* [Work item]: Write out an exact copy of the line with "assert_eq!(loan.amount_due(10_000, 500).unwrap(), None);" and of each line after it, through the end of the records below.

** Opening Material to process block **

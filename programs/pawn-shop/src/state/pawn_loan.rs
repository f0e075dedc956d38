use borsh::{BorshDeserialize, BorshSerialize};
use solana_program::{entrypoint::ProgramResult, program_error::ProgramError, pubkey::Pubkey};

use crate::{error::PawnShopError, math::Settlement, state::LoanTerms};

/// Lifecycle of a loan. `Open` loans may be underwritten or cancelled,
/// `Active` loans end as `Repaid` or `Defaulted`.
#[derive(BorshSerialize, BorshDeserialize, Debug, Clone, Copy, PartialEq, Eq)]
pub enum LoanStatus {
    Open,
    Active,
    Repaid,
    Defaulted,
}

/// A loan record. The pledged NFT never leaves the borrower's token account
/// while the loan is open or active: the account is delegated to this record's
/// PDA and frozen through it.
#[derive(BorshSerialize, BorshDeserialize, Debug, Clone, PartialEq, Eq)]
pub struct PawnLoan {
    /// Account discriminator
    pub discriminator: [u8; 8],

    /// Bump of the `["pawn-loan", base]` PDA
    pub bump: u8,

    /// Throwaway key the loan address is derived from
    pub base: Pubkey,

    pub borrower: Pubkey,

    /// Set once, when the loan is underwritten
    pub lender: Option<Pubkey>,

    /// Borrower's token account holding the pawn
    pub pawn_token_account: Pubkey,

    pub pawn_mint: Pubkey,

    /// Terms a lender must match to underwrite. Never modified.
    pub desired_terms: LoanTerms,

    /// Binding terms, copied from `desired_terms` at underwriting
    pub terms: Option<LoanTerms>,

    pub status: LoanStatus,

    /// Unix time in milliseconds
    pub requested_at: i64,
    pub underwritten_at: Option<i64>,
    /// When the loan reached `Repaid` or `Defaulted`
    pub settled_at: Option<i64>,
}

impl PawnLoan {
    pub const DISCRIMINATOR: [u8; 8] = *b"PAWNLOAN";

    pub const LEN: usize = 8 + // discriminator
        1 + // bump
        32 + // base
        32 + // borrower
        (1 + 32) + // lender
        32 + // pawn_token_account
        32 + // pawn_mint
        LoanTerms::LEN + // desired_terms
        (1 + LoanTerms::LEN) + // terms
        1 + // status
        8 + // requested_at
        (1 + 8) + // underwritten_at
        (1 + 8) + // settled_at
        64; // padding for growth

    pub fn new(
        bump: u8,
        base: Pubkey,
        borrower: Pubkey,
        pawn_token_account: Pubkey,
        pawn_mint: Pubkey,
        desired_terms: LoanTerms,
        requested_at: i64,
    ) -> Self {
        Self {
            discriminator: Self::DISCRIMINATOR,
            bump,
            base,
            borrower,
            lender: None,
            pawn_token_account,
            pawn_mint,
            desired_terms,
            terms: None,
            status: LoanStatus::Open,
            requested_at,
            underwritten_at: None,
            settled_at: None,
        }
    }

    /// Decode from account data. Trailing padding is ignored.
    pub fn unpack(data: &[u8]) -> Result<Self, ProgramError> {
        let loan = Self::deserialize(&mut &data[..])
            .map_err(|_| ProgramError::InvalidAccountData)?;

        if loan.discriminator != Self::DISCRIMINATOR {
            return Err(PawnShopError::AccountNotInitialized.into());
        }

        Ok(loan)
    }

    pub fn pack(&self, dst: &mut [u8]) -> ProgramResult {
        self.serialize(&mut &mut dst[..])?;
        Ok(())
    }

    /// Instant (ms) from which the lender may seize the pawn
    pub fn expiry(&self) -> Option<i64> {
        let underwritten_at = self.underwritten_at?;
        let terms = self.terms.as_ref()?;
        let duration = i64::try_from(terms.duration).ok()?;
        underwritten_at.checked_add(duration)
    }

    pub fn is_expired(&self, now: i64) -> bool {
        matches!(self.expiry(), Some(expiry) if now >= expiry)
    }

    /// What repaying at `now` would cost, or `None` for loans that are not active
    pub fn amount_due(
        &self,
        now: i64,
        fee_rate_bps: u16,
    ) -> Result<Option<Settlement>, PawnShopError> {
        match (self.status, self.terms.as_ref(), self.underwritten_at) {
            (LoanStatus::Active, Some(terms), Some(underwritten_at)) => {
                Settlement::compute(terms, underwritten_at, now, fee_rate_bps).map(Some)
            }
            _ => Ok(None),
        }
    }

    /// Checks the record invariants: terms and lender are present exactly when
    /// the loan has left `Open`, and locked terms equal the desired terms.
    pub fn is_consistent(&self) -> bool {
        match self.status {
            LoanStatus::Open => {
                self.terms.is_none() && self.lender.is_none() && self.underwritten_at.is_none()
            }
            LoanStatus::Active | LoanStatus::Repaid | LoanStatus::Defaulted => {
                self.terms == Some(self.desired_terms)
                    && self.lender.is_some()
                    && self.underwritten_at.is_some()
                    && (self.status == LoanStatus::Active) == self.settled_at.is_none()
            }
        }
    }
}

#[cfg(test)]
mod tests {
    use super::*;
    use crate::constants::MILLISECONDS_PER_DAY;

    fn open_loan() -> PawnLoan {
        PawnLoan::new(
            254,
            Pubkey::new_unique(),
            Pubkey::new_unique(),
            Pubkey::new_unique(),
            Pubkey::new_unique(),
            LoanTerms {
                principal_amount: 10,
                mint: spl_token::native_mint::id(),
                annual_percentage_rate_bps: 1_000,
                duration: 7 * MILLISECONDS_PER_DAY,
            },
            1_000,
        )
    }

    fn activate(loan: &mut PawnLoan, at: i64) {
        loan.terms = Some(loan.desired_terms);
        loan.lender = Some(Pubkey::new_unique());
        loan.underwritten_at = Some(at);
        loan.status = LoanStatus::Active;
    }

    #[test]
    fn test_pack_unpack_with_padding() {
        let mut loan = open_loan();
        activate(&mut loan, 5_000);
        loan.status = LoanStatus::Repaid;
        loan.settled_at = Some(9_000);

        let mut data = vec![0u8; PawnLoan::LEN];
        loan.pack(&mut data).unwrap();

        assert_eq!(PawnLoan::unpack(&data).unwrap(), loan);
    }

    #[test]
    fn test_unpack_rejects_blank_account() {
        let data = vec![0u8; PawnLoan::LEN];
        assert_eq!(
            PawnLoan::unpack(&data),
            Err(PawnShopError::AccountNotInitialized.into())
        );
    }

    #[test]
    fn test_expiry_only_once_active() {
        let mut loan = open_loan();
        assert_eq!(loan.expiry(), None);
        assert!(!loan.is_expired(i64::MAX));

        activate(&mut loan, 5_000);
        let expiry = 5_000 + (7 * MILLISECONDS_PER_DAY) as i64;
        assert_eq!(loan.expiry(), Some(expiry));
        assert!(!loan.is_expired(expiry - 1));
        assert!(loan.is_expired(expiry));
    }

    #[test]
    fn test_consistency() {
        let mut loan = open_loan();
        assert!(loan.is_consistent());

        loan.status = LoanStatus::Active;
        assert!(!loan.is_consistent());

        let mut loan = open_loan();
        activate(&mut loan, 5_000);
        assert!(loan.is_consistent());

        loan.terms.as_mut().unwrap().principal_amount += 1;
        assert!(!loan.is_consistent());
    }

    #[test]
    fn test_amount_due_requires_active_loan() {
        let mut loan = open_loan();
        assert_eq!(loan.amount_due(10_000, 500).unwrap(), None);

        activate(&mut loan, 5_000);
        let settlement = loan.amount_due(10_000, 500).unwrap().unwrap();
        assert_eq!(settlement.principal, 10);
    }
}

** Closing Material to process block **

* [Solution for this exercise]:
        assert_eq!(loan.amount_due(10_000, 500).unwrap(), None);

        activate(&mut loan, 5_000);
        let settlement = loan.amount_due(10_000, 500).unwrap().unwrap();
        assert_eq!(settlement.principal, 10);
    }
}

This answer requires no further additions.